## The problem:
Say how many lines in the records hold the word "created", and give nothing but that number.

(Items from a data source)
[Start of section]
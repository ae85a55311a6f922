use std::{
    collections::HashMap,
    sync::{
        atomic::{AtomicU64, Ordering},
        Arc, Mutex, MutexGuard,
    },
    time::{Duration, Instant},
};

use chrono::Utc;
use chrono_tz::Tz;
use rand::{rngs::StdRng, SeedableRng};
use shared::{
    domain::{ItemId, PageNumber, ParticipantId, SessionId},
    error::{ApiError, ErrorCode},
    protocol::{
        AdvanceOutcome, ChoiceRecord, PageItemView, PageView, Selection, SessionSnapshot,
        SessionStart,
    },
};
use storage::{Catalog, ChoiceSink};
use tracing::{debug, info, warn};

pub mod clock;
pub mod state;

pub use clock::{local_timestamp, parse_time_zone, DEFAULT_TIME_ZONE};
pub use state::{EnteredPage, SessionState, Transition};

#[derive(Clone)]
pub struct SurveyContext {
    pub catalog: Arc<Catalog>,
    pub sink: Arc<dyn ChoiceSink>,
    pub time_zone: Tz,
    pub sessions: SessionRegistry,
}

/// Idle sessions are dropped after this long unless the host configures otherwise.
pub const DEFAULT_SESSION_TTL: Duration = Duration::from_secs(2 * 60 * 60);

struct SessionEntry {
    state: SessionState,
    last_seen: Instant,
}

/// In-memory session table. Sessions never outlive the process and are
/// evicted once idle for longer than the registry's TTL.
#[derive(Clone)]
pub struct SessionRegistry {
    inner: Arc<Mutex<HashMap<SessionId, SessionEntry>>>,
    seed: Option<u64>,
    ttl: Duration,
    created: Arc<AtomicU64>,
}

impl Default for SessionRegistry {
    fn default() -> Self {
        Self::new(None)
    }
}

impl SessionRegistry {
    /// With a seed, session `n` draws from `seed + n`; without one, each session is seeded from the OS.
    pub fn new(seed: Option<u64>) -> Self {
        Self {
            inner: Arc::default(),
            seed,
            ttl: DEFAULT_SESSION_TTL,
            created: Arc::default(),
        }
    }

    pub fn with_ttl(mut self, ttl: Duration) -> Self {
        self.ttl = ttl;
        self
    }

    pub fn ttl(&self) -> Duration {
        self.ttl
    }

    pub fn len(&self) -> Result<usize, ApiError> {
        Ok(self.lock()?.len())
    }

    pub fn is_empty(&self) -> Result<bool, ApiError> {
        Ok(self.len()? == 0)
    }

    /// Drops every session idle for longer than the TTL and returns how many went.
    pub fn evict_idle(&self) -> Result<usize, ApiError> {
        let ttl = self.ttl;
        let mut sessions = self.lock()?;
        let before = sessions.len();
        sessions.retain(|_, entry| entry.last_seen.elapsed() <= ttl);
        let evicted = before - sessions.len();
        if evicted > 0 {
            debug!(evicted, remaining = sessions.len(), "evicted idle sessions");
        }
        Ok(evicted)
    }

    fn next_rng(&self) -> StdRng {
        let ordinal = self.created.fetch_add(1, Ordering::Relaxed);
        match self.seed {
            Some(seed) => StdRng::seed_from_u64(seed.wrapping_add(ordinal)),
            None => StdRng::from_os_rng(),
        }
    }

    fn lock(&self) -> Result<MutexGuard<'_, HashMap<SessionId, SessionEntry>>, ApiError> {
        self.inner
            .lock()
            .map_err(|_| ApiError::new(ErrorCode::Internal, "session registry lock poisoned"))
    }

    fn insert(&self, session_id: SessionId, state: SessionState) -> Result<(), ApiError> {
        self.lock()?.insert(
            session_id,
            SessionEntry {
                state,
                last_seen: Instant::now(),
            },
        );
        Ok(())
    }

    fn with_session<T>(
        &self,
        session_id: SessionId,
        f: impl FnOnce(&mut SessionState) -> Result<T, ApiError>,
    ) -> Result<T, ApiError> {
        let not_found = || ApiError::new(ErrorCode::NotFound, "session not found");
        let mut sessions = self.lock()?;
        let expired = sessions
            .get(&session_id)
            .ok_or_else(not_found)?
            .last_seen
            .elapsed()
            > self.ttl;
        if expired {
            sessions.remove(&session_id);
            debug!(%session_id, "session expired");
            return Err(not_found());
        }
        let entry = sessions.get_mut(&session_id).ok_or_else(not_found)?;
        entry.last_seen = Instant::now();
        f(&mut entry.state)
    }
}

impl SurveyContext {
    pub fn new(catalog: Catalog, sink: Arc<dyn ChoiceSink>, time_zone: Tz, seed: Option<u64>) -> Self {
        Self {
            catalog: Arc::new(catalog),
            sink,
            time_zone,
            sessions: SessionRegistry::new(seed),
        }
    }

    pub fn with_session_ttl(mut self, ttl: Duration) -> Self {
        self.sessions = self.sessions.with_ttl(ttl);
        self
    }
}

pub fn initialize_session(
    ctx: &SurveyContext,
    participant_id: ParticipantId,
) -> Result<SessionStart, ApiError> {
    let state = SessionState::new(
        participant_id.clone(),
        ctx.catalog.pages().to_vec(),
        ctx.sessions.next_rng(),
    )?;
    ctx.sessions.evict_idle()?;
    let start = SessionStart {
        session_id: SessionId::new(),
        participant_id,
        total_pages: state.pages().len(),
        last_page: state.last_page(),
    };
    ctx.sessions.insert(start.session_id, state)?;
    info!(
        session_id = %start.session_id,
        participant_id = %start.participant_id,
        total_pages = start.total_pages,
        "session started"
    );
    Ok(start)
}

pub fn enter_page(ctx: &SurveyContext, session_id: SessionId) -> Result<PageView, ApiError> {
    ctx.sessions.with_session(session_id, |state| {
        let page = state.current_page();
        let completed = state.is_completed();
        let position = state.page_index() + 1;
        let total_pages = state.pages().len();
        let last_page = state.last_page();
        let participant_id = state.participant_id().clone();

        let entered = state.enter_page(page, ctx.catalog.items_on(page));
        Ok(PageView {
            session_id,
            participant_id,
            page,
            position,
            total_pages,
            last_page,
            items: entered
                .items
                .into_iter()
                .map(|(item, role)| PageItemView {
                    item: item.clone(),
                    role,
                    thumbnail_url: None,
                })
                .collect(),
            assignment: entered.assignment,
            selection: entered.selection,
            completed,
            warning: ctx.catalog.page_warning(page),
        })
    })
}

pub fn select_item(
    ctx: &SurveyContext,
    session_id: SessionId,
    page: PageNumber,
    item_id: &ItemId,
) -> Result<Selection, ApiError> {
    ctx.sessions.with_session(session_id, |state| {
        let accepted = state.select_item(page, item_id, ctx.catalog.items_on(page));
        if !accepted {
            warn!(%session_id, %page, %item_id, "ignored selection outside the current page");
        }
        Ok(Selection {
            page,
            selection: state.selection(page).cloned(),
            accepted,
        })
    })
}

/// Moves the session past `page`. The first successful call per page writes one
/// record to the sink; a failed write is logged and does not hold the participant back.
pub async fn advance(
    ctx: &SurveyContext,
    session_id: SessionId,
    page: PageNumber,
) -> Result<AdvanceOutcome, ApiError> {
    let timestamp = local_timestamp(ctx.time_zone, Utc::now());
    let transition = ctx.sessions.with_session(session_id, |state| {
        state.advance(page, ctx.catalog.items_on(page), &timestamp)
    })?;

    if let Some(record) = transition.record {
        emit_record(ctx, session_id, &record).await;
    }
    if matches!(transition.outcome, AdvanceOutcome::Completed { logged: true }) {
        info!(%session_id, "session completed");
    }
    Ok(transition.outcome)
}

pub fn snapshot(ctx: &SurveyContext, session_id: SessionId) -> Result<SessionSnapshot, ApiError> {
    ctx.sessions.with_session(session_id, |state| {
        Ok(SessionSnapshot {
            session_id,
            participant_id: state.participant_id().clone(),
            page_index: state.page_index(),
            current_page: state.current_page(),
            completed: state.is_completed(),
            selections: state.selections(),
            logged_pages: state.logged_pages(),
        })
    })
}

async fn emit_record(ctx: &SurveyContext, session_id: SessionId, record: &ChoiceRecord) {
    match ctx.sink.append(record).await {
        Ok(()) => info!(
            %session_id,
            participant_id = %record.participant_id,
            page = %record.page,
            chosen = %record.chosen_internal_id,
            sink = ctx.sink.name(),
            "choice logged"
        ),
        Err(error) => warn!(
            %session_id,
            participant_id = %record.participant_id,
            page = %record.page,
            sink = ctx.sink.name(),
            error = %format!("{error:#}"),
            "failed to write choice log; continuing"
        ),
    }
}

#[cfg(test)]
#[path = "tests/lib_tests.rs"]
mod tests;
[End of section]
## Written solution:
3